Sunday, April 1, 2012

The Perfect Hotel Room


There is one distinguishing factor among hotel rooms from which all else flows: there are those with duvets and those without. We’ve stayed in a multitude of accommodations over the past seven months from five stars to no stars, downtown moderns to country B&Bs, plush villas with every amenity imaginable to cigarette-burned, greasy carpeted roadhouses with threadbare sheets. But at the end of the day, tell me if a hotel has a duvet on its beds and I can predict the comfort level of the place, just as I judge a restaurant by its bread. Fresh slices of a crispy-crusted, warm, steamy loaf mean the food will be delectable as well. But break into a basket of unremarkable rolls that crumble to the touch and yield little taste and the meal will follow suit. So it is with hotels and duvets.

We land in each new destination with the eternal basic questions: Will the place we booked be convenient and easy-to-find? Will our room be bright and inviting or drab and dreary? And of course, will our bed be graced by a warm, fluffy, down duvet? Hours spent on Hotels.com and TripAdvisor often yield remarkable places to stay at just the right prices, in perfect locations and with surprising touches that make all the difference (free mineral water in the mini-fridge, extra pillows in the closet, plenty of soft white towels in the bathroom or solid Internet throughout the building). But sometimes the research disappoints and we end up in a room with a thin, shiny, polyester bedcover that slips to the floor with little provocation, underneath which is a flimsy, pilled blanket that provides little warmth and earns a zero on the cozy scale. On one recent stopover, the bath towels were like sandpaper since they’d never made it into the warm air of a tumble dryer; they managed to do the job and caused no bodily injury as long as we kept them away from our faces. Whenever possible, we book rooms with our morning meal included since to meet the breakfast hour deadline gets us up, out and on the road with bellies sated. And just like the assortment of places we’ve stayed, our breakfasts have run the scale as well. They’ve ranged from being individually served plates of bright fresh fruit, yogurt, bread, cheese and croissants along with steaming cups of cappuccino on a sunny outdoor stone patio overlooking the sea, to a paltry Formica buffet table adorned with dusty plastic flowers serving up stale rolls, bruised fruit and weak coffee in a charmless room reminiscent of a Balzac boarding house.

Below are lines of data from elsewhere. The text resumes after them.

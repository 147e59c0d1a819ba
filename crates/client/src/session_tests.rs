// SPDX-License-Identifier: MIT
// Copyright (c) 2026 Alfred Jean LLC

#![allow(clippy::unwrap_used)]
#![allow(clippy::expect_used)]

use super::*;
use crate::presence::PresenceStatus;
use crate::test_helpers::{make_messages, make_principal, FakeRemote};
use atrium_core::MemoryStore;

struct Fixture {
    remote: Arc<FakeRemote>,
    store: Arc<MemoryStore>,
    coordinator: SessionCoordinator,
}

fn fixture_with(remote: Arc<FakeRemote>, store: Arc<MemoryStore>) -> Fixture {
    let coordinator = SessionCoordinator::new(
        Arc::clone(&remote) as Arc<dyn Remote>,
        Arc::clone(&store) as Arc<dyn Store>,
        &ClientConfig::default(),
    );
    Fixture {
        remote,
        store,
        coordinator,
    }
}

/// Server with user ana/pw and messages 1..=5.
fn fixture() -> Fixture {
    let remote = FakeRemote::new();
    remote.add_user("ana", "pw");
    remote.push_messages(1..=5);
    fixture_with(remote, Arc::new(MemoryStore::new()))
}

/// Store holding a previous session for ana with messages 1..=3.
fn persisted_session(secret: &str) -> Arc<MemoryStore> {
    let store = Arc::new(MemoryStore::new());
    put_json(store.as_ref(), keys::IDENTITY, &make_principal("ana", 2)).unwrap();
    put_json(store.as_ref(), keys::SECRET, secret).unwrap();
    put_json(store.as_ref(), keys::MESSAGES, &make_messages(1..=3)).unwrap();
    store
}

fn cached_ids(coordinator: &SessionCoordinator) -> Vec<MessageId> {
    coordinator.engine().state().cache.iter().map(|m| m.id).collect()
}

fn stored_identity(store: &MemoryStore) -> Option<Principal> {
    get_json(store, keys::IDENTITY).unwrap()
}

async fn wait_for_mode(coordinator: &SessionCoordinator, mode: Mode) {
    let mut rx = coordinator.subscribe_mode();
    rx.wait_for(|m| *m == mode).await.unwrap();
}

async fn wait_for_connected(coordinator: &SessionCoordinator) {
    let mut rx = coordinator.presence().subscribe();
    rx.wait_for(|s| s.status == PresenceStatus::Connected)
        .await
        .unwrap();
}

#[tokio::test(start_paused = true)]
async fn login_persists_identity_and_goes_online() {
    let f = fixture();

    let session = f.coordinator.login("ana", "pw").await.unwrap();

    assert_eq!(session.principal.name, "ana");
    assert_eq!(f.coordinator.mode(), Mode::Online);
    assert_eq!(f.coordinator.session(), Some(session));
    assert_eq!(stored_identity(&f.store).unwrap().name, "ana");
    let secret: Option<String> = get_json(f.store.as_ref(), keys::SECRET).unwrap();
    assert_eq!(secret.as_deref(), Some("pw"));
    assert_eq!(cached_ids(&f.coordinator), vec![1, 2, 3, 4, 5]);
    assert!(f.coordinator.engine().is_polling());
    wait_for_connected(&f.coordinator).await;
}

#[tokio::test(start_paused = true)]
async fn failed_login_leaves_identity_untouched() {
    let f = fixture();
    f.coordinator.login("ana", "pw").await.unwrap();

    let err = f.coordinator.login("ana", "wrong").await.unwrap_err();

    assert!(matches!(err, SessionError::InvalidCredentials));
    assert_eq!(f.coordinator.session().unwrap().credentials.secret, "pw");
    let secret: Option<String> = get_json(f.store.as_ref(), keys::SECRET).unwrap();
    assert_eq!(secret.as_deref(), Some("pw"));
    assert_eq!(f.coordinator.mode(), Mode::Online);
}

#[tokio::test]
async fn login_unknown_user_is_reported() {
    let f = fixture();

    let err = f.coordinator.login("bo", "pw").await.unwrap_err();

    assert!(matches!(err, SessionError::UnknownUser(ref name) if name == "bo"));
    assert!(f.coordinator.session().is_none());
    assert_eq!(stored_identity(&f.store), None);
}

#[tokio::test]
async fn login_while_unreachable_fails_without_identity() {
    let f = fixture();
    f.remote.set_offline(true);

    let err = f.coordinator.login("ana", "pw").await.unwrap_err();

    assert!(err.is_unreachable());
    assert_eq!(f.coordinator.mode(), Mode::Unknown);
    assert_eq!(stored_identity(&f.store), None);
}

#[tokio::test(start_paused = true)]
async fn login_or_register_creates_missing_account() {
    let f = fixture();

    let session = f
        .coordinator
        .login_or_register("bo", "secret", "hello")
        .await
        .unwrap();

    assert_eq!(session.principal.name, "bo");
    assert_eq!(session.principal.bio, "hello");
    assert_eq!(f.remote.watermark("bo"), Some(0));
    assert_eq!(f.coordinator.mode(), Mode::Online);
}

#[tokio::test]
async fn register_existing_user_is_rejected() {
    let f = fixture();

    let err = f.coordinator.register("ana", "pw", "").await.unwrap_err();

    assert!(matches!(err, SessionError::AlreadyRegistered(ref name) if name == "ana"));
    assert!(err.to_string().contains("hint:"));
}

#[tokio::test]
async fn register_does_not_log_in() {
    let f = fixture();

    let principal = f.coordinator.register("bo", "pw", "bio").await.unwrap();

    assert_eq!(principal.name, "bo");
    assert!(f.coordinator.session().is_none());
    assert_eq!(stored_identity(&f.store), None);
}

#[tokio::test]
async fn restore_without_identity_is_unauthenticated() {
    let f = fixture();

    let restore = f.coordinator.restore_session();

    assert_eq!(restore.mode, Mode::Unauthenticated);
    assert!(restore.reconnect.is_none());
    assert_eq!(f.coordinator.mode(), Mode::Unauthenticated);
}

#[tokio::test(start_paused = true)]
async fn restore_while_unreachable_stays_offline_with_cache() {
    let remote = FakeRemote::new();
    remote.add_user("ana", "pw");
    remote.set_offline(true);
    let f = fixture_with(remote, persisted_session("pw"));

    let restore = f.coordinator.restore_session();
    assert_eq!(restore.mode, Mode::Offline);
    assert_eq!(f.coordinator.session().unwrap().principal.name, "ana");
    assert_eq!(cached_ids(&f.coordinator), vec![1, 2, 3]);

    let mode = restore.reconnect.unwrap().await.unwrap();

    assert_eq!(mode, Mode::Offline);
    assert_eq!(f.coordinator.mode(), Mode::Offline);
    assert_eq!(f.coordinator.session().unwrap().principal.unread_watermark, 2);
    assert_eq!(cached_ids(&f.coordinator), vec![1, 2, 3]);
    assert_eq!(stored_identity(&f.store).unwrap().name, "ana");
    assert!(!f.coordinator.engine().is_polling());
}

#[tokio::test(start_paused = true)]
async fn restore_goes_online_in_background() {
    let remote = FakeRemote::new();
    remote.add_user("ana", "pw");
    remote.push_messages(1..=5);
    let f = fixture_with(remote, persisted_session("pw"));

    let restore = f.coordinator.restore_session();
    let mode = restore.reconnect.unwrap().await.unwrap();

    assert_eq!(mode, Mode::Online);
    assert_eq!(cached_ids(&f.coordinator), vec![1, 2, 3, 4, 5]);
    assert!(f.coordinator.engine().is_polling());
    assert_eq!(f.coordinator.unread_count(), 5);
}

#[tokio::test(start_paused = true)]
async fn restore_with_rejected_secret_logs_out() {
    let remote = FakeRemote::new();
    remote.add_user("ana", "changed");
    let f = fixture_with(remote, persisted_session("pw"));

    let restore = f.coordinator.restore_session();
    let mode = restore.reconnect.unwrap().await.unwrap();

    assert_eq!(mode, Mode::Unauthenticated);
    assert!(f.coordinator.session().is_none());
    assert_eq!(stored_identity(&f.store), None);
    assert!(f.coordinator.engine().state().cache.is_empty());
}

#[tokio::test(start_paused = true)]
async fn logout_then_restore_is_unauthenticated_and_empty() {
    let f = fixture();
    f.coordinator.login("ana", "pw").await.unwrap();

    f.coordinator.logout().unwrap();

    assert_eq!(f.coordinator.mode(), Mode::Unauthenticated);
    assert_eq!(f.coordinator.presence().status(), PresenceStatus::Disconnected);
    assert!(!f.coordinator.engine().is_polling());

    let restored = fixture_with(Arc::clone(&f.remote), Arc::clone(&f.store));
    let restore = restored.coordinator.restore_session();
    assert_eq!(restore.mode, Mode::Unauthenticated);
    assert!(restored.coordinator.session().is_none());
    assert!(restored.coordinator.engine().state().cache.is_empty());
}

#[tokio::test]
async fn logout_without_session_succeeds() {
    let f = fixture();
    f.coordinator.logout().unwrap();
    assert_eq!(f.coordinator.mode(), Mode::Unauthenticated);
}

#[tokio::test(start_paused = true)]
async fn exhausted_heartbeat_goes_offline_and_reconnects() {
    let f = fixture();
    f.coordinator.login("ana", "pw").await.unwrap();
    wait_for_connected(&f.coordinator).await;

    f.remote.fail_heartbeats(3);
    wait_for_mode(&f.coordinator, Mode::Offline).await;

    assert!(!f.coordinator.engine().is_polling());
    assert!(f.coordinator.session().is_some());
    assert_eq!(f.coordinator.presence().state().halt, Some(HaltReason::RetriesExhausted));

    assert_eq!(f.coordinator.reconnect().await.unwrap(), Mode::Online);
    assert!(f.coordinator.engine().is_polling());
}

#[tokio::test(start_paused = true)]
async fn heartbeat_rejection_logs_out() {
    let f = fixture();
    f.coordinator.login("ana", "pw").await.unwrap();
    wait_for_connected(&f.coordinator).await;

    f.remote.add_user("ana", "rotated");
    wait_for_mode(&f.coordinator, Mode::Unauthenticated).await;

    assert!(f.coordinator.session().is_none());
    assert_eq!(stored_identity(&f.store), None);
}

#[tokio::test(start_paused = true)]
async fn send_merges_created_message_without_notification() {
    let f = fixture();
    f.coordinator.login("ana", "pw").await.unwrap();

    let message = f.coordinator.send("hello").await.unwrap();

    assert_eq!(message.id, 6);
    assert_eq!(message.sender, "ana");
    let state = f.coordinator.engine().state();
    assert_eq!(state.cache.latest_id(), 6);
    assert_eq!(state.notifications.new_count, 0);
}

#[tokio::test]
async fn send_requires_session_and_content() {
    let f = fixture();

    assert!(matches!(
        f.coordinator.send("   ").await.unwrap_err(),
        SessionError::EmptyMessage
    ));
    assert!(matches!(
        f.coordinator.send("hi").await.unwrap_err(),
        SessionError::NotLoggedIn
    ));
}

#[tokio::test(start_paused = true)]
async fn mark_all_read_advances_watermark_once() {
    let f = fixture();
    f.coordinator.login("ana", "pw").await.unwrap();
    assert_eq!(f.coordinator.unread_count(), 5);

    assert_eq!(f.coordinator.mark_all_read().await.unwrap(), Some(5));
    assert_eq!(f.coordinator.mark_all_read().await.unwrap(), None);

    assert_eq!(f.remote.watermark("ana"), Some(5));
    assert_eq!(f.remote.read_marks(), vec![5]);
    assert_eq!(f.coordinator.unread_count(), 0);
    assert_eq!(stored_identity(&f.store).unwrap().unread_watermark, 5);
}

#[test]
fn session_error_from_remote() {
    assert!(matches!(
        SessionError::from_remote(RemoteError::Auth("no".into()), "ana"),
        SessionError::InvalidCredentials
    ));
    assert!(matches!(
        SessionError::from_remote(RemoteError::NotFound("no".into()), "ana"),
        SessionError::UnknownUser(name) if name == "ana"
    ));
    assert!(SessionError::from_remote(RemoteError::Network("down".into()), "ana").is_unreachable());
    assert!(matches!(
        SessionError::from_remote(RemoteError::Malformed("x".into()), "ana"),
        SessionError::Remote(_)
    ));
}

#[test]
fn mode_display() {
    assert_eq!(Mode::Offline.to_string(), "offline");
    assert_eq!(Mode::Unauthenticated.to_string(), "unauthenticated");
}
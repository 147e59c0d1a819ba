// SPDX-License-Identifier: MIT
// Copyright (c) 2026 Alfred Jean LLC

//! atrium-core: Shared data model for the Atrium client.
//!
//! This crate provides the wire types exchanged with an Atrium server, the
//! durable key/value store the client persists its state into, and the
//! client configuration file format.

pub mod config;
pub mod error;
pub mod message;
pub mod principal;
pub mod store;

pub use config::{ClientConfig, HeartbeatConfig, SyncConfig};
pub use error::{Error, Result};
pub use message::{Message, MessageId, MessageQuery, NewMessage};
pub use principal::{Credentials, HeartbeatRequest, OnlineStatus, Principal, Registration};
pub use store::{FileStore, MemoryStore, Store};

In my perfect Gar Year world, all our lodgings would be equipped with duvets. They would serve a balanced breakfast with platters of fresh fruit, deep bowls of yogurt and strong, decaf coffee. There would be piles of extra pillows for easy reading in bed, plenty of hooks in the bathroom for drying wet towels (the ones they ask you to keep for a second and third use in order to help the environment by conserving water but for which they provide no means to easily hang). Bidets would be nowhere in sight since the space could be much better used for something more essential, like an extra shelf for our toiletries (how often we’ve draped towels over the bidet to create storage space for our essential emollients and grooming gear). The shower need not be fancy, but since I like my water scalding, it would immediately fill the room with thick steam. The bathroom would also include a large heated towel rack for efficiently drying our daily sink-washed laundry. There would be wastebaskets in both the bathroom and next to the bed (not supplying a place to put trash in the bedroom is a big hotel pet peeve; if you don’t give us a handy receptacle for all our bits and pieces of rubbish, how do we easily keep things neat and tidy?). When we travel by rail, having our hotel walkable from the train station is a big plus, although, in the midst of the hurly-burly, it would have to have double-paned windows for a good night’s sleep. The Internet is our link to family, friends and the world and our nexus for all travel logistics, so free Wi-Fi with a strong connection and a password you enter only once are essential. And finally, my perfect hotel room closet would make it easier to settle in by being filled with hangars that actually come off the rod with their fully rounded hooks intact and not just those with straight notched tops that won't work on regular rods and that I can never manage to reconnect properly.

We’re just arriving in Innsbruck where we’ll be staying at a basic, budget hostel two blocks from the Hauptbahnhof. The traveler reviews say it’s clean and spartan but for one night, the basics are all we need. The anticipation mounts; we drag our bags up the steps, check in, cross our fingers, hold our breath, open the door and yes! Our bed has a duvet – two in fact. I’m sure we’re going to like this little place.